5 Matching Annotations
  1. Nov 2021
    1. One of our inspirations for modeling text operations in this way was atjson, a rich text format which stores formatting spans alongside a plain text sequence.

      Never seen this atjson library but this is really cool-- would be interested to see what is possible if syncing this syntax with a tool like Cambria.

    2. However, comments behave very differently from colored text — although a single character can’t be both red and blue, multiple comments can be associated with a single character in the text. We can render this in the editor by showing the two highlight regions overlapping:

      Also really like how this solution still has an interface that makes syntatic sense given the original comments -- and could branch as more users add comments/data

    3. Bob’s coloring on the word “jumped” could have been preserved without issue. Another option might be to blend the two colors together on the word “fox”, but then we would be creating a new color that was used by neither Alice nor Bob, and that doesn’t seem right either. In our opinion, the most reasonable behavior is: in the region where the two formatting ranges overlap, we arbitrarily choose either Alice’s color or Bob’s color.

      I really like this solution -- it defaults to a solution that is random, uses logic in cases where that logic still makes sense, and still offers users the ability to merge branches or revert to older edits.
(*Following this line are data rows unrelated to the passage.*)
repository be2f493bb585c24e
//! Cross-window message envelopes.
//!
//! Both directions use the same plain-object shape on the wire:
//!
//! ```text
//! { "source": "parent" | "widget", "action": <string>, "data": <payload> }
//! ```
//!
//! The `source` discriminator is what lets the single inbound receiver
//! ignore unrelated window traffic without error.

use serde::Deserialize;
use serde_json::{json, Value};

/// `source` tag on parent-originated messages.
pub const SOURCE_PARENT: &str = "parent";
/// `source` tag on widget-originated messages.
pub const SOURCE_WIDGET: &str = "widget";

/// Parent → widget: push a configuration delta.
pub const ACTION_SET_CONFIG: &str = "set-config";
/// Parent → widget: push a stylesheet.
pub const ACTION_SET_CSS: &str = "set-css";

/// Widget → parent: the embedded content finished loading.
pub const ACTION_LOADED: &str = "loaded";
/// Widget → parent: request a container resize.
pub const ACTION_RESIZE: &str = "resize";

/// Build one parent-originated wire message.
pub fn parent_message(action: &str, data: Value) -> Value {
    json!({
        "source": SOURCE_PARENT,
        "action": action,
        "data": data,
    })
}

#[derive(Deserialize)]
struct InboundEnvelope {
    source: String,
    action: String,
    #[serde(default)]
    data: Value,
}

#[derive(Deserialize)]
struct LoadedPayload {
    id: String,
}

#[derive(Deserialize)]
struct ResizePayload {
    id: String,
    width: u32,
    height: u32,
}

/// A recognized widget-originated event.
#[derive(Clone, Debug, PartialEq, Eq)]
pub enum WidgetEvent {
    Loaded { id: String },
    Resize { id: String, width: u32, height: u32 },
}

impl WidgetEvent {
    /// Parse a raw cross-window message. Returns `None` for anything that
    /// is not a well-formed, widget-originated event; such messages are
    /// dropped without error by the receiver.
    pub fn parse(raw: &Value) -> Option<Self> {
        let envelope: InboundEnvelope = serde_json::from_value(raw.clone()).ok()?;
        if envelope.source != SOURCE_WIDGET {
            return None;
        }
        match envelope.action.as_str() {
            ACTION_LOADED => {
                let payload: LoadedPayload = serde_json::from_value(envelope.data).ok()?;
                Some(Self::Loaded { id: payload.id })
            }
            ACTION_RESIZE => {
                let payload: ResizePayload = serde_json::from_value(envelope.data).ok()?;
                Some(Self::Resize {
                    id: payload.id,
                    width: payload.width,
                    height: payload.height,
                })
            }
            _ => None,
        }
    }

    /// The widget id the event refers to.
    pub fn id(&self) -> &str {
        match self {
            Self::Loaded { id } | Self::Resize { id, .. } => id,
        }
    }
}
//! Credentialed JSON transport with uniform response normalization.
//!
//! Every call, whatever the underlying connector, settles into the same
//! shape: a success resolves to an [`Envelope`] whose `data` is the parsed
//! JSON body, and any non-success status rejects with
//! [`TransportError::Status`] carrying the same envelope, so callers branch
//! on `status` and `data.error` instead of connector-specific failures.
//!
//! There is no timeout, retry, or cancellation here. A request whose
//! connector never completes it leaves the call pending; resilience policy
//! belongs to the caller.

pub mod connector;

use serde::{Deserialize, Serialize};
use serde_json::Value;
use thiserror::Error;

pub use connector::{
    Completion, ConnectorError, HttpConnector, HttpRequest, Method, RawResponse, RequestHandle,
};
#[cfg(feature = "http")]
pub use connector::ReqwestConnector;

/// The uniform `{status, data}` wrapper every transport outcome settles into.
#[derive(Clone, Debug, PartialEq, Serialize, Deserialize)]
pub struct Envelope {
    pub status: u16,
    #[serde(default, skip_serializing_if = "Option::is_none")]
    pub data: Option<Value>,
}

impl Envelope {
    /// Success means HTTP 200 or 304; everything else is a failure.
    pub fn is_success(&self) -> bool {
        matches!(self.status, 200 | 304)
    }

    /// The machine-usable failure category the API puts in `data.error`
    /// (e.g. `"user already exists"`, `"no session found"`).
    pub fn error_code(&self) -> Option<&str> {
        self.data.as_ref()?.get("error")?.as_str()
    }
}

/// Transport failure taxonomy.
#[derive(Debug, Error)]
pub enum TransportError {
    /// No connector in the chain could construct a request handle; nothing
    /// was sent.
    #[error("no usable request connector in this environment")]
    NoConnector,

    /// The request completed with a non-success status. Carries the full
    /// envelope so callers can branch on `status` and `data.error`.
    #[error("request failed with status {}", .0.status)]
    Status(Envelope),

    /// JSON serialization of a request body, or parsing of a successful
    /// response body, failed.
    #[error("JSON serialization or parsing failed: {0}")]
    Json(#[from] serde_json::Error),

    /// The connector dropped its completion handle without delivering an
    /// outcome.
    #[error("request abandoned before completion")]
    Abandoned,

    /// A successful response was missing a field the operation requires.
    #[error("malformed response payload: {0}")]
    Malformed(String),

    /// An endpoint URL could not be built from the configured base.
    #[error("invalid endpoint URL: {0}")]
    Url(#[from] url::ParseError),
}

impl TransportError {
    /// The response envelope, when this error carries one.
    pub fn envelope(&self) -> Option<&Envelope> {
        match self {
            Self::Status(envelope) => Some(envelope),
            _ => None,
        }
    }

    /// Shorthand for the HTTP status of a [`TransportError::Status`].
    pub fn status(&self) -> Option<u16> {
        self.envelope().map(|e| e.status)
    }
}

/// The request pipeline: an ordered connector chain plus normalization.
pub struct Transport {
    connectors: Vec<Box<dyn HttpConnector>>,
}

impl Transport {
    /// Build a transport over an ordered connector chain. Per request, the
    /// first connector whose `open` succeeds is used; order matters.
    pub fn new(connectors: Vec<Box<dyn HttpConnector>>) -> Self {
        Self { connectors }
    }

    /// The default chain: the reqwest-backed connector alone. If it cannot
    /// be constructed every call fails with [`TransportError::NoConnector`].
    #[cfg(feature = "http")]
    pub fn with_default_connectors() -> Self {
        let mut connectors: Vec<Box<dyn HttpConnector>> = Vec::new();
        if let Ok(connector) = ReqwestConnector::new() {
            connectors.push(Box::new(connector));
        }
        Self::new(connectors)
    }

    /// Credentialed GET.
    pub async fn get(&self, url: &str) -> Result<Envelope, TransportError> {
        self.dispatch(HttpRequest {
            method: Method::Get,
            url: url.to_string(),
            body: None,
            content_type: None,
            with_credentials: true,
        })
        .await
    }

    /// Credentialed GET with a transform applied to the success envelope.
    /// The transform never sees error envelopes; its own error rejects the
    /// call.
    pub async fn get_with<T>(
        &self,
        url: &str,
        transform: impl FnOnce(Envelope) -> Result<T, TransportError>,
    ) -> Result<T, TransportError> {
        transform(self.get(url).await?)
    }

    /// Credentialed POST of `data` serialized as JSON.
    pub async fn post(&self, url: &str, data: &Value) -> Result<Envelope, TransportError> {
        self.dispatch(HttpRequest {
            method: Method::Post,
            url: url.to_string(),
            body: Some(serde_json::to_string(data)?),
            content_type: Some("application/json"),
            with_credentials: true,
        })
        .await
    }

    /// Credentialed POST with a transform applied to the success envelope.
    pub async fn post_with<T>(
        &self,
        url: &str,
        data: &Value,
        transform: impl FnOnce(Envelope) -> Result<T, TransportError>,
    ) -> Result<T, TransportError> {
        transform(self.post(url, data).await?)
    }

    async fn dispatch(&self, request: HttpRequest) -> Result<Envelope, TransportError> {
        let handle = self.construct()?;
        let (done, completed) = Completion::new();
        tracing::debug!(method = ?request.method, url = %request.url, "dispatching request");
        handle.send(request, done);
        let raw = completed.await.map_err(|_| TransportError::Abandoned)?;
        normalize(raw)
    }

    fn construct(&self) -> Result<Box<dyn RequestHandle>, TransportError> {
        for connector in &self.connectors {
            match connector.open() {
                Ok(handle) => return Ok(handle),
                Err(err) => tracing::debug!(error = %err, "connector unavailable, trying next"),
            }
        }
        Err(TransportError::NoConnector)
    }
}

/// Build the envelope and split success from failure.
///
/// On the success path a non-empty body that is not valid JSON is an error;
/// on the failure path the body parse is best-effort, since the status
/// rejection is the signal that matters.
fn normalize(raw: RawResponse) -> Result<Envelope, TransportError> {
    let success = matches!(raw.status, 200 | 304);
    let body = raw.body.trim();
    let data = if body.is_empty() {
        None
    } else if success {
        Some(serde_json::from_str(body)?)
    } else {
        serde_json::from_str(body).ok()
    };

    let envelope = Envelope {
        status: raw.status,
        data,
    };
    if success {
        Ok(envelope)
    } else {
        Err(TransportError::Status(envelope))
    }
}
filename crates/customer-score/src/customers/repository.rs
use super::domain::{Customer, CustomerId, CustomerRecord};

/// Storage abstraction so the service module can be exercised in isolation.
///
/// Tax ids reach the repository in normalized digit form. Implementations enforce tax id and
/// email uniqueness atomically with the write and report a collision as
/// [`RepositoryError::Conflict`].
pub trait CustomerRepository: Send + Sync {
    /// Store a new customer and return it with its assigned identifier.
    fn insert(&self, customer: Customer) -> Result<CustomerRecord, RepositoryError>;
    fn all(&self) -> Result<Vec<CustomerRecord>, RepositoryError>;
    fn fetch(&self, id: CustomerId) -> Result<Option<CustomerRecord>, RepositoryError>;
    fn fetch_by_tax_id(&self, tax_id: &str) -> Result<Option<CustomerRecord>, RepositoryError>;
    fn fetch_by_email(&self, email: &str) -> Result<Option<CustomerRecord>, RepositoryError>;
    fn by_state(&self, state: &str) -> Result<Vec<CustomerRecord>, RepositoryError>;
    fn update(&self, record: CustomerRecord) -> Result<(), RepositoryError>;
    fn delete(&self, id: CustomerId) -> Result<(), RepositoryError>;
}

/// Customer attribute that must be unique across stored records.
#[derive(Debug, Clone, Copy, PartialEq, Eq)]
pub enum UniqueField {
    TaxId,
    Email,
}

impl std::fmt::Display for UniqueField {
    fn fmt(&self, f: &mut std::fmt::Formatter<'_>) -> std::fmt::Result {
        match self {
            UniqueField::TaxId => write!(f, "tax id"),
            UniqueField::Email => write!(f, "email"),
        }
    }
}

/// Error enumeration for repository failures.
#[derive(Debug, thiserror::Error)]
pub enum RepositoryError {
    #[error("{0} already registered")]
    Conflict(UniqueField),
    #[error("record not found")]
    NotFound,
    #[error("repository unavailable: {0}")]
    Unavailable(String),
}
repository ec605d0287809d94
mod common;
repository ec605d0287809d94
use crate::infra::{parse_date, parse_income};
use chrono::{Local, NaiveDate};
use clap::Args;
use customer_score::customers::{score_breakdown, validate_fields, FieldSet, ScoreBreakdown};
use customer_score::error::AppError;
use rust_decimal::Decimal;

#[derive(Args, Debug)]
pub(crate) struct ScoreArgs {
    /// Annual income, e.g. 85000.50
    #[arg(long, value_parser = parse_income)]
    pub(crate) income: Decimal,
    /// Birth date (YYYY-MM-DD)
    #[arg(long, value_parser = parse_date)]
    pub(crate) birth_date: NaiveDate,
    /// Reference date for the age calculation (defaults to today)
    #[arg(long, value_parser = parse_date)]
    pub(crate) today: Option<NaiveDate>,
}

#[derive(Args, Debug, Default)]
pub(crate) struct ValidateArgs {
    #[arg(long)]
    pub(crate) tax_id: Option<String>,
    #[arg(long)]
    pub(crate) email: Option<String>,
    #[arg(long)]
    pub(crate) state: Option<String>,
    #[arg(long)]
    pub(crate) postal_code: Option<String>,
    #[arg(long)]
    pub(crate) area_code: Option<String>,
    #[arg(long)]
    pub(crate) phone: Option<String>,
}

impl ValidateArgs {
    fn field_set(&self) -> FieldSet<'_> {
        FieldSet {
            state: self.state.as_deref(),
            postal_code: self.postal_code.as_deref(),
            area_code: self.area_code.as_deref(),
            phone: self.phone.as_deref(),
            tax_id: self.tax_id.as_deref(),
            email: self.email.as_deref(),
        }
    }
}

pub(crate) fn run_score(args: ScoreArgs) {
    let today = args.today.unwrap_or_else(|| Local::now().date_naive());
    let breakdown = score_breakdown(args.income, args.birth_date, today);
    println!("{}", render_breakdown(&breakdown, today));
}

fn render_breakdown(breakdown: &ScoreBreakdown, today: NaiveDate) -> String {
    format!(
        "Score as of {today}: {}\n- income bracket {:?}: +{}\n- age {} ({:?}): +{}",
        breakdown.total,
        breakdown.income_bracket,
        breakdown.income_points,
        breakdown.age,
        breakdown.age_bracket,
        breakdown.age_points,
    )
}

pub(crate) fn run_validate(args: ValidateArgs) -> Result<(), AppError> {
    validate_fields(&args.field_set())?;
    println!("valid");
    Ok(())
}
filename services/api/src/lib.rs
mod cli;
mod commands;
mod infra;
mod routes;
mod server;

use customer_score::error::AppError;

pub async fn run() -> Result<(), AppError> {
    cli::run().await
}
      Makes it so that hopefully anyone can be editing the same piece of content online/offline/in real time together

  2. Aug 2021
    1. The same way Roblox allows its users to build their own games and play more than 40 million games made by other players, Airtable can allow its users to build their own SaaS software. Last year, Airtable introduced apps that make the product extensible and opened up their API for external apps.

      Doesn't necessarily make them the Roblox of SaaS, just of Spreadsheet-based management. Great to have a tool like Airtable but very difficult to make on-the-fly adjustments with tools like Airtable and Zapier that are built around long-standing background automations.

  3. Feb 2021
    1. The RECALL Augmenting Memory architecture. It can, for example, help users restore context before their next conference or class. The student, walking to a lecture, could be primed with a summary of it through his smart glasses, surfacing relevant information. The description of the "Memory vault" in this architecture exhibits a high similarity to Vannevar Bush's Memex.

      It's these deep learning breakthroughs that now make a lot of these memex and semantic web technologies accesssible. This is a note I also referenced in the SWTs whitepaper for Cortex. Great to see Moritz and RemNote picking up on this change as well.